One of the fantastic things about studying collective behaviour is the varying backgrounds of the researchers involved. I am a great believer that there is no unique way of looking at science. The more perspectives we have the more chance we have of understanding the essence of a problem. Many of Tuesday's talks at the Interaction networks and collective motion in swarms, flocks and crowds meeting really captured this diversity. They were focussed on the 'collective motion' problem of describing how fish and birds move in groups.
|Information transfer through a fish school. |
Work from Iain Couzin's lab
It started with Iain Couzin presenting his recent work on interaction networks in fish. His research group have been able to reconstruct the visual network of schools of fish, understanding who is following who. Iain, who was one of the leading people in developing the classic self-propelled particle like models of collective motion, suggested that the best way to understand information transfer in these groups is through the networks and not necessarily by building particle models. One of the ideas underlying this approach is to use machine learning to find models that best predict the patterns in the data. The next talk by Nicolas Perony also advocated this approach. He is going to use multiple sensors to track the details of what meerkats are doing. Machine learning and "reality mining" will be used to understand these vast quantities of collected data.

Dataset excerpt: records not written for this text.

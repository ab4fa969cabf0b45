/// Process-level settings for the deploy and withdraw binaries, read from
/// environment variables.
use std::env;

#[derive(Debug, Clone)]
pub struct HarnessConfig {
    /// The file path to the networks configuration file.
    pub config_file_path: String,
    /// The chain identifier of the network to operate on.
    pub chain_id: u64,
    /// Optional RPC URL override; when unset, the network's first configured
    /// URL is used.
    pub rpc_url: Option<String>,
    /// Directory holding compiled contract artifacts (`<name>.json`).
    pub artifacts_dir: String,
    /// Directory where per-network deployment registries are persisted.
    pub deployments_dir: String,
    /// Timeout in seconds for ledger RPC requests.
    pub rpc_timeout_seconds: u64,
}

impl HarnessConfig {
    /// Creates a new `HarnessConfig` instance from environment variables.
    ///
    /// # Defaults
    ///
    /// - `CONFIG_DIR` defaults to `"./config"`.
    /// - `CONFIG_FILE_NAME` defaults to `"config.json"`.
    /// - `CHAIN_ID` defaults to `31337` (local development network).
    /// - `ARTIFACTS_DIR` defaults to `"artifacts"`.
    /// - `DEPLOYMENTS_DIR` defaults to `"deployments"`.
    /// - `RPC_TIMEOUT_SECONDS` defaults to `30`.
    pub fn from_env() -> Self {
        let conf_dir = env::var("CONFIG_DIR").unwrap_or_else(|_| "./config".to_string());
        let conf_dir = format!("{}/", conf_dir.trim_end_matches('/'));

        let config_file_name =
            env::var("CONFIG_FILE_NAME").unwrap_or_else(|_| "config.json".to_string());
        let config_file_path = format!("{}{}", conf_dir, config_file_name);

        Self {
            config_file_path,
            chain_id: env::var("CHAIN_ID")
                .unwrap_or_else(|_| "31337".to_string())
                .parse()
                .unwrap_or(31337),
            rpc_url: env::var("RPC_URL").ok(),
            artifacts_dir: env::var("ARTIFACTS_DIR").unwrap_or_else(|_| "artifacts".to_string()),
            deployments_dir: env::var("DEPLOYMENTS_DIR")
                .unwrap_or_else(|_| "deployments".to_string()),
            rpc_timeout_seconds: env::var("RPC_TIMEOUT_SECONDS")
                .unwrap_or_else(|_| "30".to_string())
                .parse()
                .unwrap_or(30),
        }
    }
}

|Identifying leader follower behavior|
at the Giuggioli lab
But there is still place left for 'traditional' approaches of understanding interactions between individuals. Daniel Schardosim Calovi’s talk was on trying to find the interaction rules for Tetra fish. These fish move about in a bursty way, one moving in front followed by another, and capturing these bursts poses new data analysis problems. Maksym Romenskyy was also trying to identify the statistical physics of fish interactions. He showed how this approach might shed new light on attraction/repulsion interactions. Tsuyoshi Mizuguchi and Luca Giuggioli were both concerned with identifying how alignment patterns change between individuals.
I really enjoy seeing all these different approaches in action and it is hard to summarize all the new results in a blog post. But the major thing that struck me was how much more exciting work there is to be done. We have solved a lot of problems in collective motion over the last 5 years, but there are still many new challenges.